Tiiny AI launched a Kickstarter campaign on March 11, 2026, for the Tiiny Pocket Lab — a pocket-sized device the company is calling "the world's first pocket-size AI supercomputer." The premise is straightforward: run AI models and agentic workflows entirely offline, no cloud dependency, no subscription fees, no per-token charges. Early backers can lock in the device at $1,299, a price Tiiny AI says will be the lowest it ever sells for.

What the company hasn't published is what's actually inside it. The campaign offers no chip specifications, no memory configurations, no benchmark figures — the kind of detail that would let anyone independently assess whether "supercomputer" means anything beyond a marketing decision. The "world's first" claim is similarly unverifiable without hardware specifics. Crowdfunded devices have a well-documented history of ambitious specs that arrive revised, delayed, or not at all, and pocket-sized AI hardware is not an empty category: products from companies like AYANEO and various NPU-equipped mini PCs already occupy adjacent space.

The campaign covers eight markets at launch — the United States, Germany, the UK, France, Italy, Spain, the Netherlands, and Singapore — with estimated delivery in August 2026. There's also a parallel deposit system running on Tiiny AI's own website alongside the Kickstarter. Backers need matching email addresses across both platforms to hold the early-backer price, an unusual step that suggests a hybrid go-to-market approach but adds friction to what is already a speculative commitment.

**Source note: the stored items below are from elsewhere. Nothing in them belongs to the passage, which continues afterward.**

//! # Instrument Geometry
//!
//! Strings, frets and the tuning that turns a fretboard position into a pitch class.
//!
//! ## Coordinates
//! - `StringIndex` is 0-based, 0 = the highest (thinnest) string. Learners see
//!   1-based string numbers, so `StringIndex::from_number(1)` is string 0.
//! - `Fret` 0 is the open string, up to `FRET_COUNT`.
//!
//! Both are validated when they are built, so `Tuning::pitch_class_at` is total.
//!
//! ## Standard Tuning
//! ```text
//! string  number  open  MIDI
//!   0       1      E     64
//!   1       2      B     59
//!   2       3      G     55
//!   3       4      D     50
//!   4       5      A     45
//!   5       6      E     40
//! ```

use serde::Serialize;
use std::fmt;

use crate::error::QuizError;
use crate::pitch::PitchClass;

pub const STRING_COUNT: usize = 6;
pub const FRET_COUNT: u8 = 24;

/// One instrument string, 0-based from the highest string.
#[derive(Debug, Clone, Copy, PartialEq, Eq, Hash, PartialOrd, Ord, Serialize)]
#[serde(transparent)]
pub struct StringIndex(u8);

impl StringIndex {
    pub fn new(index: usize) -> Result<Self, QuizError> {
        if index < STRING_COUNT {
            Ok(Self(index as u8))
        } else {
            Err(QuizError::InvalidConfiguration(format!(
                "string index {} is outside 0..={}",
                index,
                STRING_COUNT - 1
            )))
        }
    }

    /// Build from the 1-based string number shown to learners.
    pub fn from_number(number: usize) -> Result<Self, QuizError> {
        if (1..=STRING_COUNT).contains(&number) {
            Ok(Self((number - 1) as u8))
        } else {
            Err(QuizError::InvalidConfiguration(format!(
                "string number {} is outside 1..={}",
                number, STRING_COUNT
            )))
        }
    }

    pub fn all() -> impl Iterator<Item = StringIndex> {
        (0..STRING_COUNT as u8).map(StringIndex)
    }

    pub fn index(self) -> usize {
        self.0 as usize
    }

    /// 1-based string number.
    pub fn number(self) -> usize {
        self.0 as usize + 1
    }
}

/// Fret number, 0 = open string.
#[derive(Debug, Clone, Copy, PartialEq, Eq, Hash, PartialOrd, Ord, Serialize)]
#[serde(transparent)]
pub struct Fret(u8);

impl Fret {
    pub const OPEN: Fret = Fret(0);

    pub fn new(fret: u8) -> Result<Self, QuizError> {
        if fret <= FRET_COUNT {
            Ok(Self(fret))
        } else {
            Err(QuizError::InvalidConfiguration(format!(
                "fret {} is outside 0..={}",
                fret, FRET_COUNT
            )))
        }
    }

    pub fn number(self) -> u8 {
        self.0
    }

    pub fn is_open(self) -> bool {
        self.0 == 0
    }
}

/// A (string, fret) pair on the fretboard.
#[derive(Debug, Clone, Copy, PartialEq, Eq, Hash, Serialize)]
pub struct FretboardPosition {
    pub string: StringIndex,
    pub fret: Fret,
}

impl FretboardPosition {
    pub fn new(string: StringIndex, fret: Fret) -> Self {
        Self { string, fret }
    }
}

impl fmt::Display for FretboardPosition {
    fn fmt(&self, f: &mut fmt::Formatter<'_>) -> fmt::Result {
        write!(f, "string {} fret {}", self.string.number(), self.fret.number())
    }
}

/// Open-string pitch classes and MIDI notes, one per string.
#[derive(Debug, Clone, PartialEq)]
pub struct Tuning {
    open_strings: [PitchClass; STRING_COUNT],
    open_midi: [u8; STRING_COUNT],
}

impl Tuning {
    /// Standard guitar tuning, E B G D A E from string 1 to string 6.
    pub const STANDARD: Tuning = Tuning {
        open_strings: [
            PitchClass::E,
            PitchClass::B,
            PitchClass::G,
            PitchClass::D,
            PitchClass::A,
            PitchClass::E,
        ],
        open_midi: [64, 59, 55, 50, 45, 40],
    };

    /// Open-string pitch class for a string.
    pub fn open_pitch_class(&self, string: StringIndex) -> PitchClass {
        self.open_strings[string.index()]
    }

    /// `(open pitch class + fret) mod 12`
    pub fn pitch_class_at(&self, position: FretboardPosition) -> PitchClass {
        self.open_pitch_class(position.string)
            .transpose(position.fret.number() as i32)
    }

    /// Absolute MIDI note sounded at a position.
    pub fn midi_note_at(&self, position: FretboardPosition) -> u8 {
        self.open_midi[position.string.index()] + position.fret.number()
    }
}

impl Default for Tuning {
    fn default() -> Self {
        Self::STANDARD
    }
}

#[cfg(test)]
mod tests {
    use super::*;

    fn pos(string: usize, fret: u8) -> FretboardPosition {
        FretboardPosition::new(StringIndex::new(string).unwrap(), Fret::new(fret).unwrap())
    }

    #[test]
    fn test_pitch_class_formula_over_whole_board() {
        let tuning = Tuning::STANDARD;
        let open = [4u8, 11, 7, 2, 9, 4];
        for string in 0..STRING_COUNT {
            for fret in 0..=FRET_COUNT {
                let pc = tuning.pitch_class_at(pos(string, fret));
                assert_eq!(pc.index(), (open[string] + fret) % 12);
                assert!(pc.index() < 12);
            }
        }
    }

    #[test]
    fn test_open_high_e() {
        assert_eq!(Tuning::STANDARD.pitch_class_at(pos(0, 0)), PitchClass::E);
    }

    #[test]
    fn test_low_e_third_fret_is_g() {
        assert_eq!(Tuning::STANDARD.pitch_class_at(pos(5, 3)), PitchClass::G);
    }

    #[test]
    fn test_twelfth_fret_is_octave() {
        for string in StringIndex::all() {
            let open = FretboardPosition::new(string, Fret::OPEN);
            let octave = FretboardPosition::new(string, Fret::new(12).unwrap());
            assert_eq!(
                Tuning::STANDARD.pitch_class_at(open),
                Tuning::STANDARD.pitch_class_at(octave)
            );
            assert_eq!(
                Tuning::STANDARD.midi_note_at(octave),
                Tuning::STANDARD.midi_note_at(open) + 12
            );
        }
    }

    #[test]
    fn test_boundary_rejection() {
        assert!(StringIndex::new(5).is_ok());
        assert!(StringIndex::new(6).is_err());
        assert!(StringIndex::from_number(0).is_err());
        assert_eq!(StringIndex::from_number(6).unwrap().index(), 5);
        assert!(Fret::new(24).is_ok());
        assert!(matches!(Fret::new(25), Err(QuizError::InvalidConfiguration(_))));
    }

    #[test]
    fn test_midi_range() {
        assert_eq!(Tuning::STANDARD.midi_note_at(pos(5, 0)), 40);
        assert_eq!(Tuning::STANDARD.midi_note_at(pos(0, 24)), 88);
    }
}
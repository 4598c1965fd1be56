//! Question generation
//!
//! Draws one target uniformly at random from the filter policy's valid set.
//! The random source is injected so tests can seed it.

use rand::rngs::StdRng;
use rand::{Rng, SeedableRng};
use tracing::debug;

use super::target::{FretboardTarget, SolfegeTarget};
use crate::error::QuizError;
use crate::filter::{enumerate_valid_pitch_classes, enumerate_valid_positions, QuizFilter};
use crate::instrument::Tuning;

#[derive(Debug, Clone)]
pub struct QuestionGenerator<R> {
    rng: R,
}

impl QuestionGenerator<StdRng> {
    /// Deterministic generator for reproducible drills and tests.
    pub fn seeded(seed: u64) -> Self {
        Self::new(StdRng::seed_from_u64(seed))
    }

    pub fn from_entropy() -> Self {
        Self::new(StdRng::from_os_rng())
    }
}

impl<R: Rng> QuestionGenerator<R> {
    pub fn new(rng: R) -> Self {
        Self { rng }
    }

    /// Pick a fretboard position admitted by `filter`.
    pub fn next_fretboard(
        &mut self,
        tuning: &Tuning,
        filter: &QuizFilter,
    ) -> Result<FretboardTarget, QuizError> {
        let candidates = enumerate_valid_positions(tuning, filter);
        let position = self.pick(&candidates).ok_or(QuizError::NoEligibleTargets)?;
        let target = FretboardTarget::new(tuning, position);
        debug!(
            candidates = candidates.len(),
            %position,
            pitch_class = %target.pitch_class,
            window_start = target.window.start,
            "fretboard question"
        );
        Ok(target)
    }

    /// Pick a pitch class for the name-translation quiz.
    pub fn next_solfege(&mut self, natural_only: bool) -> Result<SolfegeTarget, QuizError> {
        let candidates = enumerate_valid_pitch_classes(natural_only);
        let pitch_class = self.pick(&candidates).ok_or(QuizError::NoEligibleTargets)?;
        debug!(candidates = candidates.len(), %pitch_class, "solfege question");
        Ok(SolfegeTarget { pitch_class })
    }

    fn pick<T: Copy>(&mut self, candidates: &[T]) -> Option<T> {
        if candidates.is_empty() {
            return None;
        }
        Some(candidates[self.rng.random_range(0..candidates.len())])
    }
}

The clearest concrete claim in the campaign is pricing structure: the FAQ confirms that all local AI features, including model downloads and agent usage, are bundled into the purchase price with no ongoing costs. For developers frustrated by cloud API economics, that framing has obvious appeal. Whether the hardware underneath can deliver inference that justifies it is a question Tiiny AI will need to answer with specs — and eventually with units — before August.